第二幕、御三家の嘲笑



「えー、折角好みだって言ってもらえたのに」

「うーん、確かにお兄さん達の中では一番好みです」

「人生初モテキ来てるかもしれない」

「来てねーよ、女子高生に遊ばれてんじゃねーよ」

「いやー、でもアキちゃん可愛いからなー、ねぇ俺は? 俺は駄目?」

「えっと、」


 私との間に阪口さんを挟む形で座っていたお兄さんが自分を示しながら前のめりになった。駄目ですね、と一言で返そうとしたとき――バコンッとバレーボールが阪口さんの爪先近くに激突した。デジャヴだ。今日はデジャヴが多い。眼鏡まで砂が飛んできた阪口さんは何も悪くないのに硬直している。無論隣のお兄さんも硬直している。歩み寄って来た松隆くんは悪魔の笑みを浮かべた。


「すいません、気が散ったもので、つい」


 気が散ったって、集中してなくたって普通に試合やってたら私が見えるわけないじゃないですかリーダー。その笑顔怖いよリーダー……。松隆くんがボールを拾い上げると同時に、阪口さんともう一人のお兄さんが私から一メートルくらい離れた。私から離れずに済むお姉さん達は目を爛々と光らせて私の顔を覗き込む。

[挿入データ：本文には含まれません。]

//! # Redis
//!
//! Counters live in plain string keys, `votes:<choice>`, so every mutation is
//! a single server-side atomic step:
//!
//! - increment is `INCR`
//! - decrement is a Lua script that only runs `DECR` while the value is
//!   positive, so check-and-decrement cannot interleave with another client
//! - reset is one `MSET`
//!
//! The `app:started` key marks that this deployment has already been reset
//! once. It is claimed with `SET NX`, so exactly one process performs the
//! startup reset.
//!
//! The connection is opened lazily and re-attempted on the next call after a
//! failure, so the app starts (and serves zeros) with Redis down.
use std::time::Duration;

use async_trait::async_trait;
use redis::{
    AsyncCommands, Client, Script,
    aio::{ConnectionManager, ConnectionManagerConfig},
};
use shared::{Choice, VoteCounts, coerce_count, coerce_signed};
use tokio::sync::OnceCell;
use tracing::{debug, info};

use crate::config::RedisConfig;
use crate::error::StoreError;
use crate::store::VoteBackend;

pub const STARTED_KEY: &str = "app:started";

const DECREMENT_FLOORED: &str = r"
local current = tonumber(redis.call('GET', KEYS[1]) or '0')
if current == nil then
    redis.call('SET', KEYS[1], 0)
    return 0
end
if current > 0 then
    return redis.call('DECR', KEYS[1])
end
return current
";

pub fn vote_key(choice: Choice) -> String {
    format!("votes:{}", choice.as_str())
}

pub struct RedisBackend {
    client: Client,
    connection: OnceCell<ConnectionManager>,
    connect_timeout: Duration,
    decrement: Script,
}

impl RedisBackend {
    pub fn new(config: &RedisConfig, connect_timeout: Duration) -> Result<Self, StoreError> {
        let client = Client::open(config.url())?;
        Ok(Self {
            client,
            connection: OnceCell::new(),
            connect_timeout,
            decrement: Script::new(DECREMENT_FLOORED),
        })
    }

    async fn conn(&self) -> Result<ConnectionManager, StoreError> {
        let manager = self
            .connection
            .get_or_try_init(|| async {
                let config = ConnectionManagerConfig::new()
                    .set_number_of_retries(1)
                    .set_connection_timeout(Some(self.connect_timeout))
                    .set_response_timeout(Some(self.connect_timeout));

                let manager = self.client.get_connection_manager_with_config(config).await?;
                info!("Connected to Redis");
                Ok::<_, StoreError>(manager)
            })
            .await?;

        Ok(manager.clone())
    }
}

#[async_trait]
impl VoteBackend for RedisBackend {
    fn name(&self) -> &'static str {
        "redis"
    }

    async fn ensure_initialized(&self) -> Result<(), StoreError> {
        let mut conn = self.conn().await?;
        for choice in Choice::ALL {
            let created: bool = conn.set_nx(vote_key(choice), 0).await?;
            if created {
                debug!(%choice, "Initialized vote counter");
            }
        }
        Ok(())
    }

    async fn load(&self) -> Result<VoteCounts, StoreError> {
        let mut conn = self.conn().await?;
        let keys: Vec<String> = Choice::ALL.into_iter().map(vote_key).collect();
        let values: Vec<Option<String>> = conn.mget(&keys).await?;

        Ok(Choice::ALL
            .into_iter()
            .zip(values)
            .map(|(choice, raw)| (choice, coerce_count(raw.as_deref())))
            .collect())
    }

    async fn increment(&self, choice: Choice) -> Result<u64, StoreError> {
        let mut conn = self.conn().await?;
        let count: i64 = conn.incr(vote_key(choice), 1).await?;
        Ok(coerce_signed(count))
    }

    async fn decrement(&self, choice: Choice) -> Result<u64, StoreError> {
        let mut conn = self.conn().await?;
        let count: i64 = self.decrement.key(vote_key(choice)).invoke_async(&mut conn).await?;
        Ok(coerce_signed(count))
    }

    async fn reset_all(&self) -> Result<(), StoreError> {
        let mut conn = self.conn().await?;
        let items: Vec<(String, i64)> = Choice::ALL.into_iter().map(|choice| (vote_key(choice), 0)).collect();
        let _: () = conn.mset(&items).await?;
        Ok(())
    }

    async fn reset_on_startup(&self) -> Result<bool, StoreError> {
        let mut conn = self.conn().await?;
        let first_start: bool = conn.set_nx(STARTED_KEY, "1").await?;
        if first_start {
            if let Err(e) = self.reset_all().await {
                let _: redis::RedisResult<i64> = conn.del(STARTED_KEY).await;
                return Err(e);
            }
        }
        Ok(first_start)
    }
}

#[cfg(test)]
mod tests {
    use super::*;

    #[test]
    fn keys_follow_votes_prefix() {
        assert_eq!(vote_key(Choice::ClassicMusic), "votes:classic_music");
        assert_eq!(vote_key(Choice::RockMusic), "votes:rock_music");
    }

    #[tokio::test]
    async fn unreachable_server_is_an_error_not_a_panic() {
        let config = RedisConfig { host: "127.0.0.1".into(), port: 1, password: None, db: 0 };
        let backend = RedisBackend::new(&config, Duration::from_millis(200)).unwrap();

        assert!(backend.load().await.is_err());
        // The failed connect is not cached; the next call tries again.
        assert!(backend.increment(Choice::RockMusic).await.is_err());
        assert!(backend.connection.get().is_none());
    }
}
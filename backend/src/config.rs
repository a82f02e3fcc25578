use std::{env, fmt::Display, path::PathBuf, str::FromStr, time::Duration};

use thiserror::Error;
use tracing::{info, warn};

use crate::retry::RetryPolicy;

#[derive(Error, Debug)]
pub enum ConfigError {
    #[error("Invalid {key} value {value:?}: {reason}")]
    Invalid { key: &'static str, value: String, reason: String },
}

#[derive(Debug, Clone, Copy, PartialEq, Eq)]
pub enum BackendKind {
    Redis,
    Sqlite,
}

impl FromStr for BackendKind {
    type Err = String;

    fn from_str(s: &str) -> Result<Self, Self::Err> {
        match s.trim().to_ascii_lowercase().as_str() {
            "redis" => Ok(BackendKind::Redis),
            "sqlite" => Ok(BackendKind::Sqlite),
            other => Err(format!("unknown backend {other:?}, expected redis or sqlite")),
        }
    }
}

#[derive(Debug, Clone)]
pub struct RedisConfig {
    pub host: String,
    pub port: u16,
    pub password: Option<String>,
    pub db: i64,
}

impl RedisConfig {
    pub fn url(&self) -> String {
        match &self.password {
            Some(password) => format!("redis://:{}@{}:{}/{}", password, self.host, self.port, self.db),
            None => format!("redis://{}:{}/{}", self.host, self.port, self.db),
        }
    }
}

impl Default for RedisConfig {
    fn default() -> Self {
        Self {
            host: "localhost".into(),
            port: 6379,
            password: None,
            db: 0,
        }
    }
}

#[derive(Debug, Clone)]
pub struct SqliteConfig {
    pub path: PathBuf,
    pub startup_flag_path: PathBuf,
    /// How long SQLite itself waits on a held lock before reporting it busy.
    pub busy_timeout: Duration,
    pub max_connections: u32,
}

impl SqliteConfig {
    pub fn new(path: impl Into<PathBuf>) -> Self {
        let path = path.into();
        let startup_flag_path = default_flag_path(&path);
        Self {
            path,
            startup_flag_path,
            busy_timeout: Duration::from_millis(250),
            max_connections: 5,
        }
    }
}

fn default_flag_path(db_path: &std::path::Path) -> PathBuf {
    let mut flag = db_path.as_os_str().to_owned();
    flag.push(".started");
    PathBuf::from(flag)
}

#[derive(Debug, Clone)]
pub struct Config {
    pub backend: BackendKind,
    pub redis: RedisConfig,
    pub sqlite: SqliteConfig,
    pub op_timeout: Duration,
    pub retry: RetryPolicy,
}

impl Config {
    /// Reads every setting from the environment once. Unset variables fall
    /// back to defaults; set-but-unparseable ones are an error.
    pub fn from_env() -> Result<Self, ConfigError> {
        let sqlite_path: PathBuf = try_load("VOTE_DB_PATH", "votes.db")?;
        let startup_flag_path = match var("VOTE_STARTUP_FLAG_PATH") {
            Some(path) => PathBuf::from(path),
            None => default_flag_path(&sqlite_path),
        };

        let retry = RetryPolicy {
            max_retries: try_load("VOTE_RETRY_MAX", "5")?,
            base_delay: Duration::from_millis(try_load("VOTE_RETRY_BASE_MS", "100")?),
            factor: try_load("VOTE_RETRY_FACTOR", "2.0")?,
        };
        if retry.factor < 1.0 {
            return Err(ConfigError::Invalid {
                key: "VOTE_RETRY_FACTOR",
                value: retry.factor.to_string(),
                reason: "backoff factor must be at least 1.0".into(),
            });
        }

        let timeout_secs: u64 = try_load("VOTE_OP_TIMEOUT_SECS", "5")?;
        if timeout_secs == 0 {
            return Err(ConfigError::Invalid {
                key: "VOTE_OP_TIMEOUT_SECS",
                value: timeout_secs.to_string(),
                reason: "timeout must be positive".into(),
            });
        }

        Ok(Self {
            backend: try_load("VOTE_BACKEND", "redis")?,
            redis: RedisConfig {
                host: try_load("REDIS_HOST", "localhost")?,
                port: try_load("REDIS_PORT", "6379")?,
                password: var("REDIS_PASSWORD").filter(|p| !p.is_empty()),
                db: try_load("REDIS_DB", "0")?,
            },
            sqlite: SqliteConfig {
                path: sqlite_path,
                startup_flag_path,
                busy_timeout: Duration::from_millis(try_load("VOTE_DB_BUSY_TIMEOUT_MS", "250")?),
                max_connections: try_load("VOTE_DB_MAX_CONNECTIONS", "5")?,
            },
            op_timeout: Duration::from_secs(timeout_secs),
            retry,
        })
    }
}

fn var(key: &str) -> Option<String> {
    env::var(key).ok()
}

fn try_load<T: FromStr>(key: &'static str, default: &str) -> Result<T, ConfigError>
where
    T::Err: Display,
{
    let raw = var(key).unwrap_or_else(|| {
        info!("{key} not set, using default: {default}");
        default.to_string()
    });

    raw.parse::<T>().map_err(|e| {
        warn!("Invalid {key} value: {e}");
        ConfigError::Invalid { key, value: raw.clone(), reason: e.to_string() }
    })
}
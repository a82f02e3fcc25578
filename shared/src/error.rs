use serde::{Serialize, Deserialize};
use std::fmt;
use thiserror::Error;

#[derive(Debug, Clone, Error, Serialize, Deserialize, PartialEq)]
#[serde(rename_all = "camelCase")]
pub enum ErrorCode {
    #[error("Invalid input provided")]
    InvalidInput,
    #[error("Vote store unavailable")]
    StoreUnavailable,
    #[error("Vote store busy")]
    StoreBusy,
    #[error("Resource not found")]
    NotFound,
}

#[derive(Debug, Clone, Serialize, Deserialize)]
pub struct Error {
    pub code: ErrorCode,
    pub message: String,
    #[serde(skip_serializing_if = "Option::is_none")]
    pub details: Option<String>,
}

impl fmt::Display for Error {
    fn fmt(&self, f: &mut fmt::Formatter<'_>) -> fmt::Result {
        if let Some(details) = &self.details {
            write!(f, "{}: {} ({})", self.code, self.message, details)
        } else {
            write!(f, "{}: {}", self.code, self.message)
        }
    }
}

impl std::error::Error for Error {}

impl Error {
    pub fn with_details(code: ErrorCode, message: impl Into<String>, details: impl Into<String>) -> Self {
        Self {
            code,
            message: message.into(),
            details: Some(details.into()),
        }
    }
}

impl From<crate::validation::ValidationError> for Error {
    fn from(err: crate::validation::ValidationError) -> Self {
        Self::with_details(ErrorCode::InvalidInput, "Invalid choice", err.to_string())
    }
}
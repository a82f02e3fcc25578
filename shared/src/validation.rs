use crate::models::Choice;

#[derive(Debug, Clone, PartialEq, thiserror::Error)]
pub enum ValidationError {
    #[error("Unknown choice: {0:?} (expected one of classic_music, rock_music)")]
    UnknownChoice(String),
}

pub fn parse_choice(raw: &str) -> Result<Choice, ValidationError> {
    raw.parse()
}

/// Reads a stored counter value. Missing, non-numeric and negative values all
/// count as zero.
pub fn coerce_count(raw: Option<&str>) -> u64 {
    raw.map(str::trim)
        .and_then(|value| value.parse::<i64>().ok())
        .map(|count| count.max(0) as u64)
        .unwrap_or(0)
}

pub fn coerce_signed(raw: i64) -> u64 {
    raw.max(0) as u64
}
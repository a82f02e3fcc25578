use rocket::http::Status;
use rocket::response::Responder;
use rocket::serde::json::Json;
use thiserror::Error;
use shared::{ErrorCode, ValidationError};

#[derive(Error, Debug)]
pub enum StoreError {
    #[error("Redis error: {0}")]
    Redis(#[from] redis::RedisError),
    #[error("Database error: {0}")]
    Database(#[from] sqlx::Error),
    #[error("Migration error: {0}")]
    Migrate(#[from] sqlx::migrate::MigrateError),
    #[error("I/O error: {0}")]
    Io(#[from] std::io::Error),
    #[error("Operation timed out after {seconds}s")]
    Timeout { seconds: u64 },
    #[error("Database still locked after {attempts} attempts: {source}")]
    Contention {
        attempts: usize,
        #[source]
        source: sqlx::Error,
    },
}

impl StoreError {
    /// SQLite reports a held write lock as SQLITE_BUSY (5) or SQLITE_LOCKED (6),
    /// possibly as an extended code whose low byte is one of those.
    pub fn is_contention(&self) -> bool {
        match self {
            StoreError::Database(err) => is_sqlite_lock_error(err),
            StoreError::Contention { .. } => true,
            _ => false,
        }
    }

    pub fn code(&self) -> ErrorCode {
        if self.is_contention() {
            ErrorCode::StoreBusy
        } else {
            ErrorCode::StoreUnavailable
        }
    }
}

pub(crate) fn is_sqlite_lock_error(err: &sqlx::Error) -> bool {
    let sqlx::Error::Database(db_err) = err else { return false };

    let by_code = db_err
        .code()
        .and_then(|code| code.parse::<i32>().ok())
        .map(|code| matches!(code & 0xff, 5 | 6))
        .unwrap_or(false);

    by_code || db_err.message().contains("database is locked")
}

#[derive(Error, Debug)]
pub enum ApiError {
    #[error(transparent)]
    InvalidChoice(#[from] ValidationError),
    #[error("Missing vote parameter")]
    MissingVote,
}

impl<'r, 'o: 'r> Responder<'r, 'o> for ApiError {
    fn respond_to(self, req: &'r rocket::Request<'_>) -> rocket::response::Result<'o> {
        let (status, body) = match self {
            ApiError::InvalidChoice(err) => (Status::BadRequest, shared::Error::from(err)),
            ApiError::MissingVote => (
                Status::NotFound,
                shared::Error::with_details(
                    ErrorCode::NotFound,
                    "Missing vote parameter",
                    "Use ?vote=classic_music or ?vote=rock_music.",
                ),
            ),
        };

        rocket::Response::build_from(Json(body).respond_to(req)?)
            .status(status)
            .ok()
    }
}
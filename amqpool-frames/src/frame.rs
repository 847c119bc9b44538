//! Implements the general frame format and its encoder/decoder

use bytes::{Buf, BufMut, Bytes, BytesMut};
use tokio_util::codec::{Decoder, Encoder};

use crate::error::Error;
use crate::method::Method;
use crate::DEFAULT_FRAME_MAX;

/// Type octet of a method frame
pub const FRAME_TYPE_METHOD: u8 = 1;

/// Type octet of a content header frame
pub const FRAME_TYPE_HEADER: u8 = 2;

/// Type octet of a content body frame
pub const FRAME_TYPE_BODY: u8 = 3;

/// Type octet of a heartbeat frame
pub const FRAME_TYPE_HEARTBEAT: u8 = 8;

/// The octet closing every frame
pub const FRAME_END: u8 = 0xCE;

// type + channel + size, and the trailing end octet
const FRAME_HEADER_SIZE: usize = 7;
const FRAME_OVERHEAD: usize = FRAME_HEADER_SIZE + 1;

/// One AMQP 0-9-1 frame
#[derive(Debug, Clone, PartialEq)]
pub struct Frame {
    /// Channel the frame belongs to; 0 is the connection channel
    pub channel: u16,

    /// Frame body
    pub body: FrameBody,
}

impl Frame {
    /// Creates a new frame
    pub fn new(channel: u16, body: FrameBody) -> Self {
        Self { channel, body }
    }

    /// Creates a method frame
    pub fn method(channel: u16, method: Method) -> Self {
        Self::new(channel, FrameBody::Method(method))
    }

    /// Creates a heartbeat frame on the connection channel
    pub fn heartbeat() -> Self {
        Self::new(0, FrameBody::Heartbeat)
    }
}

/// Frame body, tagged by the frame type octet
#[derive(Debug, Clone, PartialEq)]
pub enum FrameBody {
    /// A method frame; parsed for the connection and channel classes,
    /// otherwise held raw inside [`Method::Other`]
    Method(Method),

    /// A content header frame, carried verbatim
    Header(Bytes),

    /// A content body frame, carried verbatim
    Body(Bytes),

    /// A heartbeat frame
    Heartbeat,
}

/// Encoder and decoder of AMQP 0-9-1 frames
#[derive(Debug)]
pub struct FrameCodec {
    max_frame_size: usize,
}

impl Default for FrameCodec {
    fn default() -> Self {
        Self {
            max_frame_size: DEFAULT_FRAME_MAX as usize,
        }
    }
}

impl FrameCodec {
    /// Creates a codec enforcing the given frame-max (total frame octets,
    /// framing included, matching the Tune semantics)
    pub fn new(max_frame_size: usize) -> Self {
        Self { max_frame_size }
    }

    /// Updates the enforced frame-max after tuning
    pub fn set_max_frame_size(&mut self, max_frame_size: usize) {
        self.max_frame_size = max_frame_size;
    }
}

impl Encoder<Frame> for FrameCodec {
    type Error = Error;

    fn encode(&mut self, item: Frame, dst: &mut BytesMut) -> Result<(), Self::Error> {
        let (frame_type, payload) = match item.body {
            FrameBody::Method(method) => {
                let mut buf = BytesMut::new();
                method.encode(&mut buf)?;
                (FRAME_TYPE_METHOD, buf.freeze())
            }
            FrameBody::Header(payload) => (FRAME_TYPE_HEADER, payload),
            FrameBody::Body(payload) => (FRAME_TYPE_BODY, payload),
            FrameBody::Heartbeat => (FRAME_TYPE_HEARTBEAT, Bytes::new()),
        };

        dst.reserve(FRAME_OVERHEAD + payload.len());
        dst.put_u8(frame_type);
        dst.put_u16(item.channel);
        dst.put_u32(payload.len() as u32);
        dst.put_slice(&payload);
        dst.put_u8(FRAME_END);
        Ok(())
    }
}

impl Decoder for FrameCodec {
    type Item = Frame;
    type Error = Error;

    fn decode(&mut self, src: &mut BytesMut) -> Result<Option<Self::Item>, Self::Error> {
        if src.len() < FRAME_HEADER_SIZE {
            return Ok(None);
        }

        let payload_size =
            u32::from_be_bytes([src[3], src[4], src[5], src[6]]) as usize;
        let total = FRAME_OVERHEAD + payload_size;
        if total > self.max_frame_size {
            return Err(Error::FrameTooLarge {
                size: total,
                max: self.max_frame_size,
            });
        }
        if src.len() < total {
            src.reserve(total - src.len());
            return Ok(None);
        }

        let frame_type = src.get_u8();
        let channel = src.get_u16();
        let _size = src.get_u32();
        let payload = src.split_to(payload_size).freeze();
        let end = src.get_u8();
        if end != FRAME_END {
            return Err(Error::FrameEndMismatch(end));
        }

        let body = match frame_type {
            FRAME_TYPE_METHOD => FrameBody::Method(Method::decode(payload)?),
            FRAME_TYPE_HEADER => FrameBody::Header(payload),
            FRAME_TYPE_BODY => FrameBody::Body(payload),
            FRAME_TYPE_HEARTBEAT => FrameBody::Heartbeat,
            other => return Err(Error::UnknownFrameType(other)),
        };
        Ok(Some(Frame { channel, body }))
    }
}

#[cfg(test)]
mod tests {
    use bytes::{Bytes, BytesMut};
    use tokio_util::codec::{Decoder, Encoder};

    use super::{Frame, FrameBody, FrameCodec, FRAME_END};
    use crate::method::Method;

    #[test]
    fn heartbeat_on_the_wire() {
        let mut codec = FrameCodec::default();
        let mut dst = BytesMut::new();
        codec.encode(Frame::heartbeat(), &mut dst).unwrap();
        assert_eq!(&dst[..], &[8, 0, 0, 0, 0, 0, 0, FRAME_END]);
    }

    #[test]
    fn decode_is_incremental() {
        let mut codec = FrameCodec::default();
        let mut dst = BytesMut::new();
        codec
            .encode(Frame::method(1, Method::ChannelCloseOk), &mut dst)
            .unwrap();

        let mut src = BytesMut::new();
        for byte in &dst[..dst.len() - 1] {
            src.extend_from_slice(&[*byte]);
            assert!(codec.decode(&mut src).unwrap().is_none());
        }
        src.extend_from_slice(&[dst[dst.len() - 1]]);
        let frame = codec.decode(&mut src).unwrap().unwrap();
        assert_eq!(frame, Frame::method(1, Method::ChannelCloseOk));
    }

    #[test]
    fn body_frames_pass_through_untouched() {
        let mut codec = FrameCodec::default();
        let payload = Bytes::from_static(b"opaque message body");
        let mut dst = BytesMut::new();
        codec
            .encode(Frame::new(7, FrameBody::Body(payload.clone())), &mut dst)
            .unwrap();

        let frame = codec.decode(&mut dst).unwrap().unwrap();
        assert_eq!(frame, Frame::new(7, FrameBody::Body(payload)));
    }

    #[test]
    fn bad_frame_end_is_an_error() {
        let mut codec = FrameCodec::default();
        let mut src = BytesMut::new();
        src.extend_from_slice(&[8, 0, 0, 0, 0, 0, 0, 0xAB]);
        assert!(codec.decode(&mut src).is_err());
    }

    #[test]
    fn oversized_frame_is_an_error() {
        let mut codec = FrameCodec::new(16);
        let mut src = BytesMut::new();
        src.extend_from_slice(&[3, 0, 1, 0, 0, 1, 0]);
        assert!(codec.decode(&mut src).is_err());
    }
}
#[cfg(test)]
mod tests {
    use std::sync::Weak;

    use super::{Binding, ChannelTable, CloseOrigin};

    fn binding(session: u64, client_channel: u16) -> Binding {
        Binding {
            client_channel,
            session,
            writer: Weak::new(),
            closing: None,
            opened: false,
        }
    }

    #[test]
    fn allocates_lowest_numbers_first() {
        let mut table = ChannelTable::new(2047);
        assert_eq!(table.allocate(binding(1, 1)), Some(1));
        assert_eq!(table.allocate(binding(1, 2)), Some(2));
        assert_eq!(table.allocate(binding(2, 1)), Some(3));
    }

    #[test]
    fn freed_numbers_are_reused() {
        let mut table = ChannelTable::new(2047);
        let first = table.allocate(binding(1, 1)).unwrap();
        table.allocate(binding(1, 2)).unwrap();
        assert!(table.free(first).is_some());
        assert_eq!(table.allocate(binding(2, 1)), Some(first));
    }

    #[test]
    fn exhaustion_returns_none() {
        let mut table = ChannelTable::new(2);
        assert!(table.allocate(binding(1, 1)).is_some());
        assert!(table.allocate(binding(1, 2)).is_some());
        assert!(table.allocate(binding(1, 3)).is_none());
    }

    #[test]
    fn sessions_never_share_a_channel_number() {
        let mut table = ChannelTable::new(2047);
        let a = table.allocate(binding(1, 1)).unwrap();
        let b = table.allocate(binding(2, 1)).unwrap();
        assert_ne!(a, b);
        assert_eq!(table.bound.get(&a).unwrap().session, 1);
        assert_eq!(table.bound.get(&b).unwrap().session, 2);
    }

    #[test]
    fn close_origin_is_sticky() {
        let mut table = ChannelTable::new(2047);
        let channel = table.allocate(binding(1, 1)).unwrap();
        let entry = table.bound.get_mut(&channel).unwrap();
        entry.closing.get_or_insert(CloseOrigin::Broker);
        entry.closing.get_or_insert(CloseOrigin::Client);
        assert_eq!(entry.closing, Some(CloseOrigin::Broker));
    }
}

「ねぇ、何もないの? どう見てもあれ彼女に近寄る男を問答無用で死刑に処す彼氏の図だったんだけど?」

「何もないですね……」


 桐椰くんは松隆くんと喧嘩してるからやっただけだけど、ここにいるお兄さん達関係ないんだから何もしなくていいじゃないですかリーダー……。心で泣くけれど何も伝わらないし今更伝わったところで意味はない。なんなら試合に戻った松隆くんは、余計なことしやがってとばかりに桐椰くんの反撃を食らっていた。面倒な状況だ面倒な状況だとは感じているけれど、日を重ねるにつれてその状況は更に面倒になっている。

 そんな状況は、松隆くんとよしりんさんのペアが桐椰くんと月影くんのペアに負けたことによって更に加速した。その後の遊び自体は、回復したお兄さん達が再び参戦してトーナメント関係なく試合をしていたし、遅いお昼はバレーが楽しかったからとかいう理由でお兄さん達が海の家で私達にご馳走してくれたし (ただしよしりんさんは逆に多めお金を出してて男前だった)、お兄さん達と別れた後は海に浮かんでのんびりしたし、よしりんさんに海に投げられたし、午後が平穏に終了した、のだが。